Voici une petite fantaisie sans prétention dont j’ai eu idée pendant les vacances. Cela n’est pas extraordinaire, mais cela traduit une réalité. Je n’ai pas voulu tricher, tout est vrai là-dedans.
C’est une lumière.
Sombre comme le plomb et la mort.
Diffuse comme l’indicible clarté.
Tamisée par un matin brumeux.
Filtrée par les couronnes dendroïdes.
Généreuse comme l’énergie printanière.
Vive comme la pointe de la lance des rais stellaires.
C’est une couleur.
Bleue comme les ciels matinal, méridien et crépusculaire. Marine comme la tombée de la nuit.
Violette comme les salicaires et les callunes bordières.
Verte comme les aulnes, le vieux frêne, les massettes, les joncs et le Buisson Girod.
Brune comme le thé, la vase et le tronc des aulnes.
Rouge comme le comaret, le fayard déclinant, le soleil épris de nuages. Rouillé comme la pelle et le cuivré des marais.
Jaune comme les scorsonères, les renoncules, les populages, les lysimaques et l’astre du jour. Dorée comme les solidages, les épervières, les millepertuis et l’automne des bétulacées. Fauve comme la molinie sèche, comme les chaumes graminéennes.
Blanche comme la neige givrée, les linaigrettes, les reines des prés, les berces, le fût des bouleaux, les nuées et la lune.
Grise comme les nuages, les lichens corticaux des chênes, comme les laîches et les prêles palustres.
Noire comme un cumulo-nimbus et les ténèbres.
C’est une odeur.
Organique, comme les racines spongieuses des joncs.
Humique et fulvique comme les acides turfigènes.
Âcre comme la fange exondée.
Goudronnée comme la scrofulaire.
Parfumée comme les rosacées immaculées.
Résineuse comme les gymnospermes riveraines.
Aromatique comme le faux pouillot et la spirée ulmaire.
C’est une forme.
Plate comme une mer d’huile.
Ponctuée comme la constellation des gardonneaux grouillant sous la surface.

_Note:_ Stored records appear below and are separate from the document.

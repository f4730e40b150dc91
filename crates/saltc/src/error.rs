//! The driver's two exit-code families (spec §6: "1 user error (bad
//! file, no inputs, compile error, linker error); other codes from
//! backend verifier failures").

use std::fmt;

pub enum DriverError {
    /// Exit code 1: bad input, a compile-time diagnostic error, or a
    /// linker failure.
    User(String),
    /// Exit code 2: an internal/backend fault -- LLVM target init,
    /// module verification, or object emission failure (spec §7 kind 3).
    Backend(String),
}

impl fmt::Display for DriverError {
    fn fmt(&self, f: &mut fmt::Formatter<'_>) -> fmt::Result {
        match self {
            DriverError::User(msg) | DriverError::Backend(msg) => write!(f, "{msg}"),
        }
    }
}
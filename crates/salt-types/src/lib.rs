//! Canonical type table and numeric literal parsing for the Salt compiler
//! (spec §2 components B and C).

pub mod instance;
pub mod numeric;
pub mod ty;

pub use instance::TypeInstance;
pub use numeric::{parse_number, NumberLiteral};
pub use ty::{PrimitiveKind, Type, TypeTable};
pub use ty::{BOOL, CHAR, DOUBLE, ERROR, FLOAT, INT, LONG, NEVER, POINTER, RETURN, SHORT, SSIZE, UCHAR, UINT, ULONG, USHORT, USIZE, VOID};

Parsemée des ronds de mouchage des rotengles ou par l’ondée éparse.
Bouillonnée comme l’émergence des bulles d’une carpe nonchalante ou par la radée impromptue.
Rayée par le sillon d’un coup de vent pointu ou par une chasse de maître Esox.

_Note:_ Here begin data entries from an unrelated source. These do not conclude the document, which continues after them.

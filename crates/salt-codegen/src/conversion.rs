//! Implicit/explicit conversion rules (spec §4.G), grounded in the
//! original's `convert_implicit`/`convert_explicit` free functions
//! (`original_source/src/frontend/ast.h`) and in the teacher's
//! `build_int_s_extend`/`build_int_z_extend`/`build_signed_int_to_float`
//! call pattern (`mesh-codegen/src/codegen/expr.rs`).

use inkwell::values::BasicValueEnum;
use salt_common::FatalError;
use salt_types::{PrimitiveKind, TypeInstance};

use crate::types::{is_signed, llvm_basic_type};
use crate::Emitter;

#[derive(Debug, Clone, Copy, PartialEq, Eq)]
enum Numeric {
    Int,
    Float,
    Other,
}

fn classify(kind: PrimitiveKind) -> Numeric {
    match kind {
        PrimitiveKind::Float | PrimitiveKind::Double => Numeric::Float,
        PrimitiveKind::Bool
        | PrimitiveKind::Char
        | PrimitiveKind::UChar
        | PrimitiveKind::Short
        | PrimitiveKind::UShort
        | PrimitiveKind::Int
        | PrimitiveKind::UInt
        | PrimitiveKind::Long
        | PrimitiveKind::ULong
        | PrimitiveKind::SSize
        | PrimitiveKind::USize => Numeric::Int,
        _ => Numeric::Other,
    }
}

fn is_void(ty: TypeInstance) -> bool {
    !ty.is_pointer() && matches!(ty.ty.kind, PrimitiveKind::Void)
}

impl<'ctx> Emitter<'ctx> {
    /// `convert_implicit(value, target, is_signed)` (spec §4.G). Returns
    /// `None` when the conversion is disallowed; the caller is
    /// responsible for emitting a poison value plus a diagnostic.
    pub(crate) fn convert_implicit(
        &self,
        value: BasicValueEnum<'ctx>,
        value_ty: TypeInstance,
        target: TypeInstance,
    ) -> Result<Option<BasicValueEnum<'ctx>>, FatalError> {
        if value_ty == target {
            return Ok(Some(value));
        }
        if !target.is_pointer() && matches!(target.ty.kind, PrimitiveKind::Bool) {
            return Ok(Some(self.convert_to_bool(value, value_ty)?));
        }
        if target.is_pointer() {
            // "Anything -> pointer: forbidden implicitly."
            return Ok(None);
        }
        if value_ty.is_pointer() {
            return Ok(None);
        }
        match (classify(value_ty.ty.kind), classify(target.ty.kind)) {
            (Numeric::Int, Numeric::Int) => Ok(Some(self.int_to_int(value, value_ty, target)?)),
            (Numeric::Int, Numeric::Float) => Ok(Some(self.int_to_float(value, value_ty, target)?)),
            (Numeric::Float, Numeric::Float) => Ok(Some(self.float_to_float(value, value_ty, target)?)),
            (Numeric::Float, Numeric::Int) => Ok(Some(self.float_to_int(value, target)?)),
            _ => Ok(None),
        }
    }

    /// `convert_explicit` (spec §4.G): implicit rules plus `any -> void`
    /// and integer/pointer interconversion via int-to-ptr/ptr-to-int.
    pub(crate) fn convert_explicit(
        &self,
        value: BasicValueEnum<'ctx>,
        value_ty: TypeInstance,
        target: TypeInstance,
    ) -> Result<Option<BasicValueEnum<'ctx>>, FatalError> {
        if is_void(target) {
            return Ok(Some(self.poison_value(target)));
        }
        if target.is_pointer() {
            return match classify(value_ty.ty.kind) {
                Numeric::Int if !value_ty.is_pointer() => {
                    let word = self.context.ptr_sized_int_type(&self.target_machine.get_target_data(), None);
                    let as_word = self
                        .builder
                        .build_int_cast_sign_flag(value.into_int_value(), word, is_signed(value_ty), "to_word")
                        .map_err(|e| FatalError::from(e.to_string()))?;
                    let ptr = self
                        .builder
                        .build_int_to_ptr(as_word, llvm_basic_type(self.context, target).into_pointer_type(), "inttoptr")
                        .map_err(|e| FatalError::from(e.to_string()))?;
                    Ok(Some(ptr.into()))
                }
                _ if value_ty.is_pointer() => {
                    // pointer -> pointer: reinterpret (opaque pointers need no cast).
                    Ok(Some(value))
                }
                _ => Ok(None),
            };
        }
        if value_ty.is_pointer() && !target.is_pointer() && matches!(classify(target.ty.kind), Numeric::Int) {
            let dest = llvm_basic_type(self.context, target).into_int_type();
            let word = self.context.ptr_sized_int_type(&self.target_machine.get_target_data(), None);
            let as_word = self
                .builder
                .build_ptr_to_int(value.into_pointer_value(), word, "ptrtoint")
                .map_err(|e| FatalError::from(e.to_string()))?;
            let resized = self
                .builder
                .build_int_cast_sign_flag(as_word, dest, false, "ptr_word_resize")
                .map_err(|e| FatalError::from(e.to_string()))?;
            return Ok(Some(resized.into()));
        }
        self.convert_implicit(value, value_ty, target)
    }

    fn convert_to_bool(&self, value: BasicValueEnum<'ctx>, value_ty: TypeInstance) -> Result<BasicValueEnum<'ctx>, FatalError> {
        let result = if value_ty.is_pointer() {
            let word = self.context.ptr_sized_int_type(&self.target_machine.get_target_data(), None);
            let as_word = self
                .builder
                .build_ptr_to_int(value.into_pointer_value(), word, "ptr_nonzero_word")
                .map_err(|e| FatalError::from(e.to_string()))?;
            self.builder
                .build_int_compare(inkwell::IntPredicate::NE, as_word, word.const_zero(), "ptr_nonzero")
                .map_err(|e| FatalError::from(e.to_string()))?
        } else if matches!(classify(value_ty.ty.kind), Numeric::Float) {
            let fv = value.into_float_value();
            self.builder
                .build_float_compare(inkwell::FloatPredicate::ONE, fv, fv.get_type().const_zero(), "float_nonzero")
                .map_err(|e| FatalError::from(e.to_string()))?
        } else {
            let iv = value.into_int_value();
            self.builder
                .build_int_compare(inkwell::IntPredicate::NE, iv, iv.get_type().const_zero(), "int_nonzero")
                .map_err(|e| FatalError::from(e.to_string()))?
        };
        Ok(result.into())
    }

    fn int_to_int(&self, value: BasicValueEnum<'ctx>, from: TypeInstance, to: TypeInstance) -> Result<BasicValueEnum<'ctx>, FatalError> {
        let v = value.into_int_value();
        let dest_ty = llvm_basic_type(self.context, to).into_int_type();
        let from_bits = v.get_type().get_bit_width();
        let to_bits = dest_ty.get_bit_width();
        let result = if to_bits > from_bits {
            if is_signed(from) {
                self.builder.build_int_s_extend(v, dest_ty, "sext")
            } else {
                self.builder.build_int_z_extend(v, dest_ty, "zext")
            }
        } else if to_bits < from_bits {
            self.builder.build_int_truncate(v, dest_ty, "trunc")
        } else {
            self.builder.build_int_cast_sign_flag(v, dest_ty, is_signed(from), "int_resign")
        }
        .map_err(|e| FatalError::from(e.to_string()))?;
        Ok(result.into())
    }

    fn int_to_float(&self, value: BasicValueEnum<'ctx>, from: TypeInstance, to: TypeInstance) -> Result<BasicValueEnum<'ctx>, FatalError> {
        let v = value.into_int_value();
        let dest_ty = llvm_basic_type(self.context, to).into_float_type();
        let result = if is_signed(from) {
            self.builder.build_signed_int_to_float(v, dest_ty, "sitofp")
        } else {
            self.builder.build_unsigned_int_to_float(v, dest_ty, "uitofp")
        }
        .map_err(|e| FatalError::from(e.to_string()))?;
        Ok(result.into())
    }

    fn float_to_float(&self, value: BasicValueEnum<'ctx>, from: TypeInstance, to: TypeInstance) -> Result<BasicValueEnum<'ctx>, FatalError> {
        let v = value.into_float_value();
        let dest_ty = llvm_basic_type(self.context, to).into_float_type();
        let from_is_double = matches!(from.ty.kind, PrimitiveKind::Double);
        let to_is_double = matches!(to.ty.kind, PrimitiveKind::Double);
        let result = if from_is_double && !to_is_double {
            self.builder.build_float_trunc(v, dest_ty, "fptrunc")
        } else if !from_is_double && to_is_double {
            self.builder.build_float_ext(v, dest_ty, "fpext")
        } else {
            return Ok(v.into());
        }
        .map_err(|e| FatalError::from(e.to_string()))?;
        Ok(result.into())
    }

    /// `Float -> integer: FP->SI or FP->UI by target signedness`. Overflow
    /// warnings for compile-time constants are the caller's
    /// responsibility (spec §4.G) since that requires the un-lowered
    /// literal value, not just the LLVM value.
    fn float_to_int(&self, value: BasicValueEnum<'ctx>, to: TypeInstance) -> Result<BasicValueEnum<'ctx>, FatalError> {
        let v = value.into_float_value();
        let dest_ty = llvm_basic_type(self.context, to).into_int_type();
        let result = if is_signed(to) {
            self.builder.build_float_to_signed_int(v, dest_ty, "fptosi")
        } else {
            self.builder.build_float_to_unsigned_int(v, dest_ty, "fptoui")
        }
        .map_err(|e| FatalError::from(e.to_string()))?;
        Ok(result.into())
    }

    /// A typed poison value substituted when a conversion or lookup fails
    /// (spec §7: "the affected expression is replaced by a typed poison
    /// value so emission proceeds").
    pub(crate) fn poison_value(&self, ty: TypeInstance) -> BasicValueEnum<'ctx> {
        if is_void(ty) {
            // Callers needing a void poison check `is_void` themselves;
            // this arm only exists so the function stays total.
            return self.context.bool_type().const_zero().into();
        }
        llvm_basic_type(self.context, ty).const_zero()
    }
}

Barrée par la navigation d’un Ondatra ou d’un quelconque anatidé.
Frisotée par l’oscillation d’une brise légère ou par le premier soupir tiède du matin.

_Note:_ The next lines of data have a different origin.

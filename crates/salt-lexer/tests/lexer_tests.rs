use salt_lexer::{Lexer, TokenKind};

#[test]
fn tokenizes_a_small_function_declaration() {
    let src = "fn main() -> int:\n\treturn 0\n";
    let out = Lexer::tokenize(src).expect("should not be fatal");
    let kinds: Vec<_> = out.tokens.iter().map(|t| t.kind).collect();
    assert_eq!(
        kinds,
        vec![
            TokenKind::Fn,
            TokenKind::Ws,
            TokenKind::Ident,
            TokenKind::LParen,
            TokenKind::RParen,
            TokenKind::Ws,
            TokenKind::Arrow,
            TokenKind::Ws,
            TokenKind::Type,
            TokenKind::Colon,
            TokenKind::Eol,
            TokenKind::Tab,
            TokenKind::Return,
            TokenKind::Ws,
            TokenKind::Number,
            TokenKind::Eol,
            TokenKind::Eof,
        ]
    );
    assert!(out.diagnostics.is_empty());
}

#[test]
fn every_reported_position_is_one_based() {
    let src = "fn a()\nfn b()\n";
    let out = Lexer::tokenize(src).unwrap();
    for tok in &out.tokens {
        assert!(tok.line >= 1);
        assert!(tok.column >= 1);
    }
    // second `fn` starts at line 2 column 1.
    let second_fn = out.tokens.iter().filter(|t| t.kind == TokenKind::Fn).nth(1).unwrap();
    assert_eq!(second_fn.line, 2);
    assert_eq!(second_fn.column, 1);
}

#[test]
fn pointer_type_tokens_carry_layer_count_in_declarations() {
    let src = "fn f(int** p)";
    let out = Lexer::tokenize(src).unwrap();
    let ty = out.tokens.iter().find(|t| t.kind == TokenKind::Type).unwrap();
    assert_eq!(ty.data.as_deref(), Some("int"));
    assert_eq!(ty.count, 2);
}

#[test]
fn indentation_levels_increment_per_tab() {
    let src = "fn f():\n\t\tx\n";
    let out = Lexer::tokenize(src).unwrap();
    let tabs: Vec<_> = out.tokens.iter().filter(|t| t.kind == TokenKind::Tab).collect();
    assert_eq!(tabs.len(), 2);
    assert_eq!(tabs[0].count, 1);
    assert_eq!(tabs[1].count, 2);
}

#[test]
fn mixed_four_space_indent_behaves_like_a_tab() {
    let src = "fn f():\n    x\n";
    let out = Lexer::tokenize(src).unwrap();
    let tab = out.tokens.iter().find(|t| t.kind == TokenKind::Tab && t.line == 2);
    assert!(tab.is_some(), "four leading spaces should collapse to one TAB");
}

#[test]
fn reserved_constant_keywords_lex_as_distinct_kinds() {
    let src = "null true false inf nan";
    let kinds: Vec<_> = Lexer::tokenize(src).unwrap().tokens.into_iter().map(|t| t.kind).collect();
    assert!(kinds.contains(&TokenKind::Null));
    assert!(kinds.contains(&TokenKind::True));
    assert!(kinds.contains(&TokenKind::False));
    assert!(kinds.contains(&TokenKind::Inf));
    assert!(kinds.contains(&TokenKind::Nan));
}
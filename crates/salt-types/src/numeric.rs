//! Number literal parsing (spec §2 component C): converts a numeric
//! string, with optional radix prefix and decimal point, into a typed
//! integer or float, flagging over/underflow rather than panicking.

/// The result of parsing a numeric literal's text.
#[derive(Debug, Clone, Copy, PartialEq)]
pub enum NumberLiteral {
    /// An integer literal that fits in `u64` (spec §3 invariant).
    Int(u64),
    /// A float literal that fits in `f64`.
    Float(f64),
    /// Magnitude exceeds the representable range (spec §3 invariant,
    /// spec §8 scenario 6); the caller emits a parse diagnostic and
    /// substitutes a typed poison value.
    Error,
}

/// Parse a numeric literal's source text (digits only, no leading sign --
/// a leading `-` is a unary operator handled by the parser, not part of
/// the literal itself).
///
/// Accepted forms: `123`, `0x1F`, `0o17`, `0b101` (integers only for
/// radix-prefixed forms), `3.14`, `1.0e10` (floats; presence of `.` or an
/// exponent marker selects the float path).
pub fn parse_number(text: &str) -> NumberLiteral {
    if is_float_literal(text) {
        return match text.parse::<f64>() {
            Ok(value) if value.is_finite() => NumberLiteral::Float(value),
            _ => NumberLiteral::Error,
        };
    }

    let (radix, digits) = if let Some(rest) = text.strip_prefix("0x").or_else(|| text.strip_prefix("0X")) {
        (16, rest)
    } else if let Some(rest) = text.strip_prefix("0o").or_else(|| text.strip_prefix("0O")) {
        (8, rest)
    } else if let Some(rest) = text.strip_prefix("0b").or_else(|| text.strip_prefix("0B")) {
        (2, rest)
    } else {
        (10, text)
    };

    if digits.is_empty() {
        return NumberLiteral::Error;
    }

    match u64::from_str_radix(digits, radix) {
        Ok(value) => NumberLiteral::Int(value),
        Err(_) => NumberLiteral::Error,
    }
}

fn is_float_literal(text: &str) -> bool {
    if text.starts_with("0x") || text.starts_with("0X") || text.starts_with("0o") || text.starts_with("0O")
        || text.starts_with("0b") || text.starts_with("0B")
    {
        return false;
    }
    text.contains('.') || text.contains('e') || text.contains('E')
}

#[cfg(test)]
mod tests {
    use super::*;

    #[test]
    fn parses_plain_decimal() {
        assert_eq!(parse_number("42"), NumberLiteral::Int(42));
    }

    #[test]
    fn parses_radix_prefixes() {
        assert_eq!(parse_number("0x1F"), NumberLiteral::Int(31));
        assert_eq!(parse_number("0o17"), NumberLiteral::Int(15));
        assert_eq!(parse_number("0b101"), NumberLiteral::Int(5));
    }

    #[test]
    fn parses_float_forms() {
        assert_eq!(parse_number("3.14"), NumberLiteral::Float(3.14));
        assert_eq!(parse_number("1.0e10"), NumberLiteral::Float(1.0e10));
    }

    #[test]
    fn integer_overflow_is_error() {
        // 2^64, one past u64::MAX.
        assert_eq!(parse_number("18446744073709551616"), NumberLiteral::Error);
    }

    #[test]
    fn u64_max_round_trips() {
        assert_eq!(parse_number(&u64::MAX.to_string()), NumberLiteral::Int(u64::MAX));
    }

    #[test]
    fn i64_round_trip_property() {
        for i in [0i64, 1, -1i64 as u64 as i64, i64::MAX, 12345] {
            let magnitude = i.unsigned_abs();
            assert_eq!(parse_number(&magnitude.to_string()), NumberLiteral::Int(magnitude));
        }
    }

    #[test]
    fn f64_round_trip_property() {
        for f in [0.0f64, 1.5, 2.0, 100.25, -3.5f64] {
            let text = f.abs().to_string();
            assert_eq!(parse_number(&text), NumberLiteral::Float(f.abs()));
        }
    }
}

Ondulée par les courants septentrionaux.
Bouleversée par les bourrasques occidentales.
C’est un toucher.
Insaisissable comme l’immuable ou la déroute du temps perdu.
Fuyant comme l’onde qui glisse inexorablement entre les doigts.
Aigu comme la pierre fendue ou la glace brisée.
Mou comme la tiédeur d’une soirée qui s’éternise.
Doux comme le satin d’un bain interdit.
C’est un bruit.
Les chatouillis rafraichissant des trembles.
Le clapotis contre l’embarcadère.
Le frissonnement intempestif des herbes amphibies.
Le jaillissement frais de la source.
Le sifflement strident dans la canopée.
Le grincement plaintif des branches des fagacées.
Le vacarme désordonné de la tempête.
L’orage qui gronde, l’éclair qui claque.
C’est une atmosphère.
Froide comme l’air corrosif de l’hiver.
Chaude comme l’étouffement d’une journée d’été sans air.
Sèche comme un coup de trique sur l’argile craquelée.
Humide comme la rosée tombante.
Brumeuse comme la Toussaint.
Celle de mon enfance et de mon essence.
C’est un Tout.
C’est l’étang Saint-Georges et c’est moi.